LLM Infrastructure

Inference

Inference is the process of running a trained machine learning model on new input data to generate predictions, classifications, or text outputs in real time.

What is Inference?

Inference is the process of running a trained machine learning model on new input data to generate predictions, classifications, or text outputs in real time. Unlike training (which adjusts model weights over many iterations), inference uses fixed weights to process a single input and produce an output. For language models, inference means generating a response to a prompt — the operation that occurs every time you interact with an AI assistant.

How does Inference work?

For language models, inference proceeds in two phases: prefill and decode. During prefill, the model processes the entire input prompt in parallel, computing the internal representations for all input tokens simultaneously. During decode, the model generates output tokens one at a time, with each new token depending on all previous tokens.

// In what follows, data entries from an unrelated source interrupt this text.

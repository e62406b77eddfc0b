//! Layered configuration.
//!
//! Precedence (lowest to highest):
//! 1. Programmatic defaults
//! 2. An optional YAML file
//! 3. `EVOLVE_`-prefixed environment variables, `__` separating nested keys
//!    (`EVOLVE_GATEWAY__MODEL=gemini-pro`)

use std::path::Path;
use std::time::Duration;

use figment::providers::{Env, Format, Serialized, Yaml};
use figment::Figment;
use serde::{Deserialize, Serialize};

use crate::errors::{EvolveError, EvolveResult};
use crate::models::{Mode, MAX_SUGGESTIONS};
use crate::source::cache::DEFAULT_CACHE_ENTRIES;

pub const ENV_PREFIX: &str = "EVOLVE_";

#[derive(Clone, Debug, PartialEq, Serialize, Deserialize)]
#[serde(default)]
pub struct GatewayConfig {
    pub base_url: String,
    pub model: String,
    pub timeout_secs: u64,
    /// Credentials given directly.
    pub api_keys: Vec<String>,
    /// Environment variables read for further credentials, in order.
    pub api_key_env: Vec<String>,
}

impl Default for GatewayConfig {
    fn default() -> Self {
        Self {
            base_url: "https://generativelanguage.googleapis.com/v1beta/models".to_string(),
            model: "gemini-2.0-flash".to_string(),
            timeout_secs: 30,
            api_keys: Vec::new(),
            api_key_env: vec![
                "GEMINI_API_KEY".to_string(),
                "GEMINI_API_KEY1".to_string(),
                "GEMINI_API_KEY2".to_string(),
            ],
        }
    }
}

impl GatewayConfig {
    pub fn timeout(&self) -> Duration {
        Duration::from_secs(self.timeout_secs)
    }
}

#[derive(Clone, Debug, PartialEq, Serialize, Deserialize)]
#[serde(default)]
pub struct CacheConfig {
    pub max_entries: usize,
}

impl Default for CacheConfig {
    fn default() -> Self {
        Self {
            max_entries: DEFAULT_CACHE_ENTRIES,
        }
    }
}

#[derive(Clone, Debug, PartialEq, Serialize, Deserialize)]
#[serde(default)]
pub struct EvolveConfig {
    /// `"development"` enables analysis; anything else is a passthrough.
    pub mode: String,
    pub max_suggestions: usize,
    pub gateway: GatewayConfig,
    pub cache: CacheConfig,
}

impl Default for EvolveConfig {
    fn default() -> Self {
        Self {
            mode: "production".to_string(),
            max_suggestions: MAX_SUGGESTIONS,
            gateway: GatewayConfig::default(),
            cache: CacheConfig::default(),
        }
    }
}

impl EvolveConfig {
    /// Defaults overridden by `EVOLVE_*` environment variables.
    pub fn load() -> EvolveResult<Self> {
        Self::extract(Self::figment())
    }

    /// Defaults, then `path`, then `EVOLVE_*` environment variables.
    pub fn load_from_file(path: impl AsRef<Path>) -> EvolveResult<Self> {
        let path = path.as_ref();
        if !path.exists() {
            return Err(EvolveError::Config(format!(
                "config file not found: {}",
                path.display()
            )));
        }
        Self::extract(
            Figment::new()
                .merge(Serialized::defaults(EvolveConfig::default()))
                .merge(Yaml::file(path))
                .merge(Env::prefixed(ENV_PREFIX).split("__")),
        )
    }

    fn figment() -> Figment {
        Figment::new()
            .merge(Serialized::defaults(EvolveConfig::default()))
            .merge(Env::prefixed(ENV_PREFIX).split("__"))
    }

    fn extract(figment: Figment) -> EvolveResult<Self> {
        let config: EvolveConfig = figment.extract()?;
        config.validate()?;
        Ok(config)
    }

    pub fn validate(&self) -> EvolveResult<()> {
        if self.max_suggestions == 0 {
            return Err(EvolveError::Config("max_suggestions must be at least 1".into()));
        }
        if self.cache.max_entries == 0 {
            return Err(EvolveError::Config("cache.max_entries must be at least 1".into()));
        }
        if self.gateway.timeout_secs == 0 {
            return Err(EvolveError::Config("gateway.timeout_secs must be at least 1".into()));
        }
        if self.gateway.base_url.trim().is_empty() || self.gateway.model.trim().is_empty() {
            return Err(EvolveError::Config("gateway.base_url and gateway.model are required".into()));
        }
        Ok(())
    }

    pub fn mode(&self) -> Mode {
        Mode::from_setting(&self.mode)
    }
}
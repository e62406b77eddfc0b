//! Resource measurement around a wrapped call and the check of resource
//! constraints against it.

use std::fmt;
use std::time::{Duration, Instant};

use parking_lot::Mutex;
use sysinfo::{CpuRefreshKind, MemoryRefreshKind, Pid, ProcessesToUpdate, RefreshKind, System};
use tracing::debug;

use crate::models::Constraint;

const BYTES_PER_MB: f64 = 1024.0 * 1024.0;

/// What one call used. Memory and CPU are only present when they were
/// sampled.
#[derive(Clone, Copy, Debug, Default, PartialEq)]
pub struct ResourceUsage {
    pub elapsed: Duration,
    /// Peak resident memory of this process, in megabytes.
    pub peak_memory_mb: Option<f64>,
    /// Peak global CPU usage, in percent.
    pub peak_cpu_percent: Option<f64>,
}

/// A resource constraint that the measured usage did not stay below.
#[derive(Clone, Debug, PartialEq)]
pub struct Violation {
    pub constraint: Constraint,
    pub measured: String,
}

impl fmt::Display for Violation {
    fn fmt(&self, f: &mut fmt::Formatter<'_>) -> fmt::Result {
        write!(f, "{} (measured {})", self.constraint, self.measured)
    }
}

struct Sampler {
    system: Mutex<System>,
    pid: Option<Pid>,
}

impl Sampler {
    fn new() -> Self {
        let refresh_kind = RefreshKind::new()
            .with_cpu(CpuRefreshKind::everything())
            .with_memory(MemoryRefreshKind::everything());
        let pid = match sysinfo::get_current_pid() {
            Ok(pid) => Some(pid),
            Err(err) => {
                debug!(error = %err, "process id unavailable, memory will not be sampled");
                None
            }
        };
        Self {
            system: Mutex::new(System::new_with_specifics(refresh_kind)),
            pid,
        }
    }

    /// Resident memory of this process in MB and global CPU usage.
    fn sample(&self) -> (Option<f64>, f64) {
        let mut sys = self.system.lock();
        sys.refresh_cpu_all();
        let memory = self.pid.and_then(|pid| {
            sys.refresh_processes(ProcessesToUpdate::Some(&[pid]), false);
            sys.process(pid).map(|process| process.memory() as f64 / BYTES_PER_MB)
        });
        (memory, f64::from(sys.global_cpu_usage()))
    }
}

fn peak(a: Option<f64>, b: Option<f64>) -> Option<f64> {
    match (a, b) {
        (Some(a), Some(b)) => Some(a.max(b)),
        (a, b) => a.or(b),
    }
}

/// Times calls and, when a memory or CPU constraint asks for it, samples the
/// process before and after.
pub struct ResourceMonitor {
    sampler: Option<Sampler>,
}

impl ResourceMonitor {
    /// Only the elapsed time is measured.
    pub fn timing_only() -> Self {
        Self { sampler: None }
    }

    pub fn sampling() -> Self {
        Self {
            sampler: Some(Sampler::new()),
        }
    }

    /// Sample memory and CPU only when one of `constraints` limits them.
    pub fn for_constraints(constraints: &[Constraint]) -> Self {
        let needs_sampling = constraints.iter().any(|constraint| {
            matches!(
                constraint,
                Constraint::MemoryBelow { .. } | Constraint::CpuBelow { .. }
            )
        });
        if needs_sampling {
            Self::sampling()
        } else {
            Self::timing_only()
        }
    }

    pub fn is_sampling(&self) -> bool {
        self.sampler.is_some()
    }

    /// Run `f` and report what it used. Memory and CPU are the peak of the
    /// samples taken before and after.
    pub fn measure<R>(&self, f: impl FnOnce() -> R) -> (R, ResourceUsage) {
        let before = self.sampler.as_ref().map(Sampler::sample);
        let started = Instant::now();
        let result = f();
        let elapsed = started.elapsed();
        let after = self.sampler.as_ref().map(Sampler::sample);

        let mut usage = ResourceUsage {
            elapsed,
            ..ResourceUsage::default()
        };
        if let (Some((mem_before, cpu_before)), Some((mem_after, cpu_after))) = (before, after) {
            usage.peak_memory_mb = peak(mem_before, mem_after);
            usage.peak_cpu_percent = Some(cpu_before.max(cpu_after));
        }
        (result, usage)
    }
}

/// Resource constraints in `constraints` that `usage` did not stay below.
/// Unmeasured resources never count as violations.
pub fn violations(constraints: &[Constraint], usage: &ResourceUsage) -> Vec<Violation> {
    constraints
        .iter()
        .filter_map(|constraint| {
            let measured = match constraint {
                Constraint::RuntimeBelow(limit) if usage.elapsed >= *limit => {
                    format!("{:.3}ms", usage.elapsed.as_secs_f64() * 1000.0)
                }
                Constraint::MemoryBelow { megabytes } => {
                    let peak = usage.peak_memory_mb.filter(|peak| peak >= megabytes)?;
                    format!("{peak:.2}MB")
                }
                Constraint::CpuBelow { percent } => {
                    let peak = usage.peak_cpu_percent.filter(|peak| peak >= percent)?;
                    format!("{peak:.1}%")
                }
                _ => return None,
            };
            Some(Violation {
                constraint: constraint.clone(),
                measured,
            })
        })
        .collect()
}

Prefill is compute-bound (limited by GPU processing speed), while decode is memory-bound (limited by how fast KV cache values can be read from GPU memory). This distinction drives hardware selection: prefill benefits from more compute units, while decode benefits from higher memory bandwidth.

Inference optimization is a critical engineering discipline. Techniques include batching (processing multiple requests simultaneously to amortize fixed costs), quantization (reducing weight precision from 16-bit to 4-bit to fit larger models on smaller GPUs), speculative decoding (using a small model to draft tokens that a large model verifies), and KV cache management (reusing computed attention states across requests with shared prefixes).

Why does Inference matter?

Inference cost and speed determine whether an AI application is economically viable and responsive enough for users. A model that costs $0.01 per request at 500ms latency enables different use cases than one costing $0.50 per request at 10 seconds latency. The gap between a research demo and a production system is almost entirely about inference optimization.

The inference market is massive: enterprises collectively spend billions annually on inference compute, dwarfing training costs. For every dollar spent training a model, $10-100 is spent running inference over its lifetime — making inference efficiency the dominant factor in AI economics.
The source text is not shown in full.